I found The Story of the Treasure Seekers by E. Nesbit to be a really delightful book. There were so many entertaining and fun elements to the story that I didn’t want to stop reading, and nearly read it in one go. I loved the children, and the trouble they found themselves in. I liked the way they tried to solve their problems; this is a story about pure perseverance for sure!
There were so many laugh-out-loud moments for me as I was reading: the kidnapping of Albert-next-door, the dinner with the “poor Indian,” using their dog to create mortal peril, and the fact that Albert-next-door’s uncle had to keep bailing them out of trouble. The children each had something likeable about them, and while Oswald didn’t want to give away the fact that he was the narrator, I’m afraid it was quite obvious from the first. :)
One thing that threw me each time it happened, though, was the changing tenses, when Oswald would go from referring to himself in third person to first person. (I am sure this was done because he was a young narrator, and it was a device used to show this, but I still found it strange.) Typically speaking, I tend to not like books/stories written in first person; I don’t know why exactly, but I have just never much cared for them. I have heard others say the same, so it’s definitely just a preference thing. I think the fact that it happened several times throughout the book – and the fact that I don’t tend to like first-person point of views – made it more jarring for me than it possibly would for others, but that’s hard to say.
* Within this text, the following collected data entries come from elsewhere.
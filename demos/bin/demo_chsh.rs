//! CHSH Game Demo
//!
//! Compares the best classical strategy with the entangled one.

use anyhow::Result;
use clap::Parser;
use qsim_demos::chsh::{
    Strategy, constant_strategy, estimate_win_probability_with, quantum_strategy,
};
use qsim_demos::{
    LogFormat, create_progress_bar, init_tracing, print_failure, print_header, print_info,
    print_result, print_section, print_success,
};
use qsim_device::DeviceResult;

/// Classical bound on the win probability.
const CLASSICAL_BOUND: f64 = 0.75;

#[derive(Parser, Debug)]
#[command(name = "demo-chsh")]
#[command(about = "Play the CHSH game with classical and quantum strategies")]
struct Args {
    /// Rounds per strategy
    #[arg(short, long, default_value = "2000")]
    rounds: usize,

    /// Referee seed
    #[arg(long, env = "QSIM_SEED", default_value = "0")]
    seed: u64,

    /// Enable debug logging
    #[arg(short, long)]
    verbose: bool,
}

fn play<S, F>(label: &str, rounds: usize, seed: u64, make_strategy: F) -> Result<f64>
where
    S: Strategy,
    F: FnMut(u64) -> DeviceResult<S>,
{
    let pb = create_progress_bar(rounds as u64, label);
    let p = estimate_win_probability_with(make_strategy, rounds, seed, |_| pb.inc(1))?;
    pb.finish_and_clear();
    Ok(p)
}

fn main() -> Result<()> {
    let args = Args::parse();
    init_tracing(if args.verbose { "debug" } else { "warn" }, LogFormat::from_env())?;

    print_header("CHSH Game Demo");
    print_info("Players win when a XOR b == x AND y");

    print_section("Classical Strategy");
    let classical = play("constant", args.rounds, args.seed, |_| Ok(constant_strategy()))?;
    print_result("Win rate", format!("{:.1}%", 100.0 * classical));

    print_section("Quantum Strategy");
    let quantum = play("entangled", args.rounds, args.seed, quantum_strategy)?;
    print_result("Win rate", format!("{:.1}%", 100.0 * quantum));
    print_result(
        "Theoretical",
        format!("{:.1}%", 100.0 * (std::f64::consts::PI / 8.0).cos().powi(2)),
    );

    println!();
    if quantum > CLASSICAL_BOUND {
        print_success("Entanglement beats the classical bound");
    } else {
        print_failure("Quantum strategy did not beat 75%; try more rounds");
    }

    Ok(())
}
The version of the story that I read was a reprint of the original, which can be found here. The illustrations threw me slightly as well, because many times there would only be five children pictured in them; I am not sure if this was a mistake by the illustrators or what, but I stopped to count the kids each time they were in the picture, and was disappointed that there was always one missing. The front cover has all six shown (along with Albert-next-door, right before he got buried by the dirt in the garden), but most of the illustrations inside the book do not. I would have thought that this was something editors/publishers would have checked prior to printing the book, but I suppose it wasn’t considered terribly important. Still, it would have been nice if the pictures really had reflected the story completely.
Illustrations aside, I found the story charming and very fun to read. I had never heard of it before this class, so am glad it was on the required reading list. Otherwise I most likely would have missed it completely.